It took awhile for international art to catch on in America. But if you were born in the 1920s and found yourself getting an M.F.A. in the mid-1940s, when world culture was suddenly introduced to America after the Second World War, the farm had lost its charm. I’ve often felt talking to people who knew that war intimately that being in it was like instant psychoanalysis: if you got out alive, you knew who you were.
Ray Parker was twenty-six years old in 1948, played jazz trumpet, and had a brand new M.F.A. from the University of Iowa. He had been a radio officer in the Merchant Marine when his ship was drafted into the war for the invasion of Normandy. Radio officers are a special bred: they’ll make a radio out of a fishhook and some tinfoil just to listen to what’s going on in the world. Parker taught in the Midwest for a few years before coming to New York in 1952, where he quickly got to know the first generation of "action painters," including Still, Kline, de Kooning, and Rothko, as well as a few of the "tough guys" from the thirties, like Stuart Davis. They were friendly, available, and encouraging—Still gave Parker and his wife his Cooper Square loft when he left for San Francisco.
Within a surprisingly brief time Parker discovered the monolithic, hovering masses of pure color for which he is best known. I asked his daughter if there was a story attached to that singular moment. She said he had been working "with loaded brushes of colors in one hand," and applying strokes of color in what was called "all-over painting" with the other. His friend Roland Crampton came by to see these works and held up his thumb and forefinger to just one of the small blocks of color and said, "wouldn’t this be a beautiful painting?" Parker called these the "simple paintings." They were immediately successful, and his career took off. He recalled the time as one when artists were supposed to participate in "the myth that a painter must be innocent of the artifice of art." If you were painting, it was by the seat-of-your-pants with rags and sticks—perfect territory for a guy who could make a tinfoil radio.

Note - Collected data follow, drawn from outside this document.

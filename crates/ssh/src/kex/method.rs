//! Key exchange methods (RFC 4253 Section 8, RFC 8268, RFC 8731).
//!
//! This module implements:
//! - curve25519-sha256 and curve25519-sha256@libssh.org
//! - diffie-hellman-group14-sha256 and diffie-hellman-group14-sha1
//!
//! A method is driven by the coordinator through [`KexMethod`]: `start`
//! returns the client's first method message, `process` consumes each
//! method-specific message from the server (types 30-49) until the exchange
//! completes with a [`KexOutput`].
//!
//! # Security
//!
//! - DH Group14: 2048-bit MODP group, peer value range checked
//! - Curve25519: all-zero shared secrets are rejected
//! - Ephemeral private keys are dropped (ring) or zeroized (DH) after use

use crate::crypto::HashAlgorithm;
use crate::message::MessageType;
use crate::wire::{encode_mpint, write_mpint, write_string, Reader};
use bytes::{BufMut, BytesMut};
use fynx_platform::{FynxError, FynxResult};
use num_bigint::{BigUint, RandBigInt};
use once_cell::sync::Lazy;
use ring::agreement::{agree_ephemeral, EphemeralPrivateKey, UnparsedPublicKey, X25519};
use ring::rand::SystemRandom;
use zeroize::{Zeroize, Zeroizing};

/// Everything both sides hash into the exchange hash besides the
/// method-specific values.
#[derive(Debug, Clone, Copy)]
pub struct ExchangeContext<'a> {
    /// Client identification string (without CR LF)
    pub client_version: &'a str,
    /// Server identification string (without CR LF)
    pub server_version: &'a str,
    /// Payload of the client's SSH_MSG_KEXINIT
    pub client_kexinit: &'a [u8],
    /// Payload of the server's SSH_MSG_KEXINIT
    pub server_kexinit: &'a [u8],
}

/// Result of a completed key exchange method.
pub struct KexOutput {
    /// Shared secret K, encoded as an SSH mpint (length prefix included)
    pub shared_secret: Zeroizing<Vec<u8>>,
    /// Exchange hash H
    pub exchange_hash: Vec<u8>,
    /// Server public host key blob K_S
    pub host_key: Vec<u8>,
    /// Signature blob over H
    pub signature: Vec<u8>,
    /// Hash function of the method, used again for key derivation
    pub hash: HashAlgorithm,
}

impl std::fmt::Debug for KexOutput {
    fn fmt(&self, f: &mut std::fmt::Formatter<'_>) -> std::fmt::Result {
        f.debug_struct("KexOutput")
            .field("shared_secret", &"<redacted>")
            .field("exchange_hash", &hex::encode(&self.exchange_hash))
            .field("host_key_len", &self.host_key.len())
            .field("hash", &self.hash)
            .finish()
    }
}

/// Progress of a key exchange method after one message.
#[derive(Debug)]
pub enum KexStep {
    /// More messages are needed; send these payloads first
    Continue(Vec<Vec<u8>>),
    /// The method finished
    Complete(KexOutput),
}

/// A pluggable key exchange method, one instance per exchange.
pub trait KexMethod: Send {
    /// Method name as negotiated.
    fn name(&self) -> &str;

    /// Hash function of the method.
    fn hash_algorithm(&self) -> HashAlgorithm;

    /// Returns the payloads the client sends to open the exchange.
    fn start(&mut self, ctx: &ExchangeContext<'_>) -> FynxResult<Vec<Vec<u8>>>;

    /// Consumes one method-specific message from the server.
    fn process(&mut self, ctx: &ExchangeContext<'_>, payload: &[u8]) -> FynxResult<KexStep>;
}

/// Computes the exchange hash H (RFC 4253 Section 8, RFC 5656 Section 4).
///
/// ```text
/// H = HASH(string V_C || string V_S || string I_C || string I_S ||
///          string K_S || exchange_values || mpint K)
/// ```
///
/// `exchange_values` is the method's pre-encoded public values
/// (`mpint e || mpint f` for DH, `string Q_C || string Q_S` for ECDH) and
/// `shared_secret` is K already encoded as an mpint.
pub fn exchange_hash(
    hash: HashAlgorithm,
    ctx: &ExchangeContext<'_>,
    host_key: &[u8],
    exchange_values: &[u8],
    shared_secret: &[u8],
) -> Vec<u8> {
    let mut buf = BytesMut::new();
    write_string(&mut buf, ctx.client_version.as_bytes());
    write_string(&mut buf, ctx.server_version.as_bytes());
    write_string(&mut buf, ctx.client_kexinit);
    write_string(&mut buf, ctx.server_kexinit);
    write_string(&mut buf, host_key);
    buf.put_slice(exchange_values);
    buf.put_slice(shared_secret);
    hash.digest(&[&buf[..]])
}

/// Parsed SSH_MSG_KEX_ECDH_REPLY / SSH_MSG_KEXDH_REPLY (both type 31).
struct Reply<'a> {
    host_key: &'a [u8],
    server_value: &'a [u8],
    signature: &'a [u8],
}

fn parse_reply(payload: &[u8], mpint_value: bool) -> FynxResult<Reply<'_>> {
    let mut reader = Reader::new(payload);
    let msg_type = reader.read_u8()?;
    if msg_type != MessageType::KexdhReply as u8 {
        return Err(FynxError::Protocol(format!(
            "Unexpected key exchange message {} (expected 31)",
            msg_type
        )));
    }
    let host_key = reader.read_string()?;
    let server_value = if mpint_value {
        reader.read_mpint()?
    } else {
        reader.read_string()?
    };
    let signature = reader.read_string()?;
    Ok(Reply {
        host_key,
        server_value,
        signature,
    })
}

/// Curve25519 key exchange.
///
/// Implements curve25519-sha256 and curve25519-sha256@libssh.org (RFC 8731).
pub struct Curve25519Sha256 {
    name: String,
    private_key: Option<EphemeralPrivateKey>,
    public_key: [u8; 32],
}

impl Curve25519Sha256 {
    /// Generates a fresh ephemeral key pair.
    ///
    /// # Errors
    ///
    /// Returns [`FynxError::Security`] if the system RNG fails.
    pub fn new(name: &str) -> FynxResult<Self> {
        let rng = SystemRandom::new();
        let private_key = EphemeralPrivateKey::generate(&X25519, &rng)
            .map_err(|_| FynxError::Security("Failed to generate Curve25519 key".to_string()))?;

        let public_key = private_key.compute_public_key().map_err(|_| {
            FynxError::Security("Failed to compute Curve25519 public key".to_string())
        })?;

        let mut public_key_bytes = [0u8; 32];
        public_key_bytes.copy_from_slice(public_key.as_ref());

        Ok(Self {
            name: name.to_string(),
            private_key: Some(private_key),
            public_key: public_key_bytes,
        })
    }

    /// Returns the ephemeral public key Q_C.
    pub fn public_key(&self) -> &[u8; 32] {
        &self.public_key
    }
}

impl std::fmt::Debug for Curve25519Sha256 {
    fn fmt(&self, f: &mut std::fmt::Formatter<'_>) -> std::fmt::Result {
        f.debug_struct("Curve25519Sha256")
            .field("name", &self.name)
            .field("used", &self.private_key.is_none())
            .finish_non_exhaustive()
    }
}

impl KexMethod for Curve25519Sha256 {
    fn name(&self) -> &str {
        &self.name
    }

    fn hash_algorithm(&self) -> HashAlgorithm {
        HashAlgorithm::Sha256
    }

    fn start(&mut self, _ctx: &ExchangeContext<'_>) -> FynxResult<Vec<Vec<u8>>> {
        let mut buf = BytesMut::new();
        buf.put_u8(MessageType::KexdhInit as u8);
        write_string(&mut buf, &self.public_key);
        Ok(vec![buf.to_vec()])
    }

    fn process(&mut self, ctx: &ExchangeContext<'_>, payload: &[u8]) -> FynxResult<KexStep> {
        let reply = parse_reply(payload, false)?;
        if reply.server_value.len() != 32 {
            return Err(FynxError::Protocol(format!(
                "Curve25519 public key must be 32 bytes, got {}",
                reply.server_value.len()
            )));
        }

        let private_key = self.private_key.take().ok_or_else(|| {
            FynxError::Protocol("Duplicate SSH_MSG_KEX_ECDH_REPLY".to_string())
        })?;
        let peer_public_key = UnparsedPublicKey::new(&X25519, reply.server_value);
        let secret = agree_ephemeral(private_key, &peer_public_key, |key_material| {
            Zeroizing::new(key_material.to_vec())
        })
        .map_err(|_| FynxError::Security("Curve25519 key agreement failed".to_string()))?;

        if secret.iter().all(|&b| b == 0) {
            return Err(FynxError::Security(
                "Curve25519 shared secret is all zero".to_string(),
            ));
        }

        // RFC 8731: the X25519 output is read as an unsigned big-endian integer
        let shared_secret = Zeroizing::new(encode_mpint(&secret));

        let mut values = BytesMut::new();
        write_string(&mut values, &self.public_key);
        write_string(&mut values, reply.server_value);

        let hash = self.hash_algorithm();
        let exchange_hash = exchange_hash(hash, ctx, reply.host_key, &values, &shared_secret);

        Ok(KexStep::Complete(KexOutput {
            shared_secret,
            exchange_hash,
            host_key: reply.host_key.to_vec(),
            signature: reply.signature.to_vec(),
            hash,
        }))
    }
}

/// 2048-bit MODP group prime (RFC 3526 Section 3).
const GROUP14_PRIME: [u8; 256] = [
    0xff, 0xff, 0xff, 0xff, 0xff, 0xff, 0xff, 0xff, 0xc9, 0x0f, 0xda, 0xa2,
    0x21, 0x68, 0xc2, 0x34, 0xc4, 0xc6, 0x62, 0x8b, 0x80, 0xdc, 0x1c, 0xd1,
    0x29, 0x02, 0x4e, 0x08, 0x8a, 0x67, 0xcc, 0x74, 0x02, 0x0b, 0xbe, 0xa6,
    0x3b, 0x13, 0x9b, 0x22, 0x51, 0x4a, 0x08, 0x79, 0x8e, 0x34, 0x04, 0xdd,
    0xef, 0x95, 0x19, 0xb3, 0xcd, 0x3a, 0x43, 0x1b, 0x30, 0x2b, 0x0a, 0x6d,
    0xf2, 0x5f, 0x14, 0x37, 0x4f, 0xe1, 0x35, 0x6d, 0x6d, 0x51, 0xc2, 0x45,
    0xe4, 0x85, 0xb5, 0x76, 0x62, 0x5e, 0x7e, 0xc6, 0xf4, 0x4c, 0x42, 0xe9,
    0xa6, 0x37, 0xed, 0x6b, 0x0b, 0xff, 0x5c, 0xb6, 0xf4, 0x06, 0xb7, 0xed,
    0xee, 0x38, 0x6b, 0xfb, 0x5a, 0x89, 0x9f, 0xa5, 0xae, 0x9f, 0x24, 0x11,
    0x7c, 0x4b, 0x1f, 0xe6, 0x49, 0x28, 0x66, 0x51, 0xec, 0xe4, 0x5b, 0x3d,
    0xc2, 0x00, 0x7c, 0xb8, 0xa1, 0x63, 0xbf, 0x05, 0x98, 0xda, 0x48, 0x36,
    0x1c, 0x55, 0xd3, 0x9a, 0x69, 0x16, 0x3f, 0xa8, 0xfd, 0x24, 0xcf, 0x5f,
    0x83, 0x65, 0x5d, 0x23, 0xdc, 0xa3, 0xad, 0x96, 0x1c, 0x62, 0xf3, 0x56,
    0x20, 0x85, 0x52, 0xbb, 0x9e, 0xd5, 0x29, 0x07, 0x70, 0x96, 0x96, 0x6d,
    0x67, 0x0c, 0x35, 0x4e, 0x4a, 0xbc, 0x98, 0x04, 0xf1, 0x74, 0x6c, 0x08,
    0xca, 0x18, 0x21, 0x7c, 0x32, 0x90, 0x5e, 0x46, 0x2e, 0x36, 0xce, 0x3b,
    0xe3, 0x9e, 0x77, 0x2c, 0x18, 0x0e, 0x86, 0x03, 0x9b, 0x27, 0x83, 0xa2,
    0xec, 0x07, 0xa2, 0x8f, 0xb5, 0xc5, 0x5d, 0xf0, 0x6f, 0x4c, 0x52, 0xc9,
    0xde, 0x2b, 0xcb, 0xf6, 0x95, 0x58, 0x17, 0x18, 0x39, 0x95, 0x49, 0x7c,
    0xea, 0x95, 0x6a, 0xe5, 0x15, 0xd2, 0x26, 0x18, 0x98, 0xfa, 0x05, 0x10,
    0x15, 0x72, 0x8e, 0x5a, 0x8a, 0xac, 0xaa, 0x68, 0xff, 0xff, 0xff, 0xff,
    0xff, 0xff, 0xff, 0xff,
];

/// Diffie-Hellman Group 14 prime (2048-bit)
pub static GROUP14_P: Lazy<BigUint> = Lazy::new(|| BigUint::from_bytes_be(&GROUP14_PRIME));

/// Diffie-Hellman Group 14 generator
pub static GROUP14_G: Lazy<BigUint> = Lazy::new(|| BigUint::from(2u32));

/// Diffie-Hellman Group 14 key exchange.
///
/// Implements diffie-hellman-group14-sha256 (RFC 8268) and
/// diffie-hellman-group14-sha1 (RFC 4253).
pub struct DhGroup14 {
    hash: HashAlgorithm,
    /// Private exponent x, big-endian
    private_key: Vec<u8>,
    /// Public value e = g^x mod p
    public_key: BigUint,
    used: bool,
}

impl DhGroup14 {
    /// Generates a fresh exponent for the given hash variant.
    pub fn new(hash: HashAlgorithm) -> Self {
        let mut rng = rand::thread_rng();

        // 1 < x < p-1
        let p_minus_one = GROUP14_P.clone() - 1u32;
        let x = rng.gen_biguint_range(&BigUint::from(2u32), &p_minus_one);
        let e = GROUP14_G.modpow(&x, &GROUP14_P);

        Self {
            hash,
            private_key: x.to_bytes_be(),
            public_key: e,
            used: false,
        }
    }

    /// Returns the public value e.
    pub fn public_key(&self) -> &BigUint {
        &self.public_key
    }

    /// Computes K = f^x mod p after range checking f.
    pub fn compute_shared_secret(&self, peer_public: &[u8]) -> FynxResult<Zeroizing<Vec<u8>>> {
        let f = BigUint::from_bytes_be(peer_public);
        let p_minus_one = GROUP14_P.clone() - 1u32;

        // Validate peer's public value: 1 < f < p-1
        if f <= BigUint::from(1u32) || f >= p_minus_one {
            return Err(FynxError::Protocol(
                "Invalid peer DH public value: out of range".to_string(),
            ));
        }

        let x = BigUint::from_bytes_be(&self.private_key);
        let k = f.modpow(&x, &GROUP14_P);
        Ok(Zeroizing::new(k.to_bytes_be()))
    }
}

impl std::fmt::Debug for DhGroup14 {
    fn fmt(&self, f: &mut std::fmt::Formatter<'_>) -> std::fmt::Result {
        f.debug_struct("DhGroup14")
            .field("hash", &self.hash)
            .field("used", &self.used)
            .finish_non_exhaustive()
    }
}

impl Drop for DhGroup14 {
    fn drop(&mut self) {
        self.private_key.zeroize();
    }
}

impl KexMethod for DhGroup14 {
    fn name(&self) -> &str {
        match self.hash {
            HashAlgorithm::Sha1 => "diffie-hellman-group14-sha1",
            _ => "diffie-hellman-group14-sha256",
        }
    }

    fn hash_algorithm(&self) -> HashAlgorithm {
        self.hash
    }

    fn start(&mut self, _ctx: &ExchangeContext<'_>) -> FynxResult<Vec<Vec<u8>>> {
        let mut buf = BytesMut::new();
        buf.put_u8(MessageType::KexdhInit as u8);
        write_mpint(&mut buf, &self.public_key.to_bytes_be());
        Ok(vec![buf.to_vec()])
    }

    fn process(&mut self, ctx: &ExchangeContext<'_>, payload: &[u8]) -> FynxResult<KexStep> {
        if self.used {
            return Err(FynxError::Protocol(
                "Duplicate SSH_MSG_KEXDH_REPLY".to_string(),
            ));
        }
        let reply = parse_reply(payload, true)?;
        let secret = self.compute_shared_secret(reply.server_value)?;
        self.used = true;
        self.private_key.zeroize();

        let shared_secret = Zeroizing::new(encode_mpint(&secret));

        let mut values = BytesMut::new();
        write_mpint(&mut values, &self.public_key.to_bytes_be());
        write_mpint(&mut values, reply.server_value);

        let exchange_hash = exchange_hash(self.hash, ctx, reply.host_key, &values, &shared_secret);

        Ok(KexStep::Complete(KexOutput {
            shared_secret,
            exchange_hash,
            host_key: reply.host_key.to_vec(),
            signature: reply.signature.to_vec(),
            hash: self.hash,
        }))
    }
}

After a few years at the height of the work’s popularity, Parker quit that myth, and started looking at Arp and Matisse with a new, fresh eye. He started making what he called his "free paintings," examples of which are currently on view at Washburn. In the usual order of artistic development, one might have expected to see these come before the simple paintings. They have a lyricism usually associated with Matisse’s cutouts of the forties, or Stuart Davis’s high-keyed color abstractions. But there is something definitely free and very sixties in Parker’s work of the period. It has scale, size, and shapes one would encounter floating down the Hudson. And it has humor: you can see what Parker was looking at and what he was listening to. He knew from his music that there didn’t have to be anything half-assed or rough about improvisation. You don’t "put" feeling into the work; it’s there or it isn’t. Along with artists like Jack Youngerman and George Sugarman, Parker got what was great in Matisse and Davis, and like any good player, he took the idea into the studio and didn’t come out until he made something new and personal.
The ideas echoed into the seventies and eighties in the work of the pattern and decoration painters, and Parker’s ideas about composition and fit still resonate. Not long after 1975 he would squeeze a line of paint straight from the tube across one of the paintings, and take off on a series of works for which he is as well known as the "simple paintings." The work at Washburn from the sixties and seventies makes the transition. As Parker said in 1975, "Now I could make a screwy shape, even a line! Color, yes! Field, yes! …Changing speeds, multiple rhythms …Yes! Anything, yes! And withal, these new paintings are simple and direct."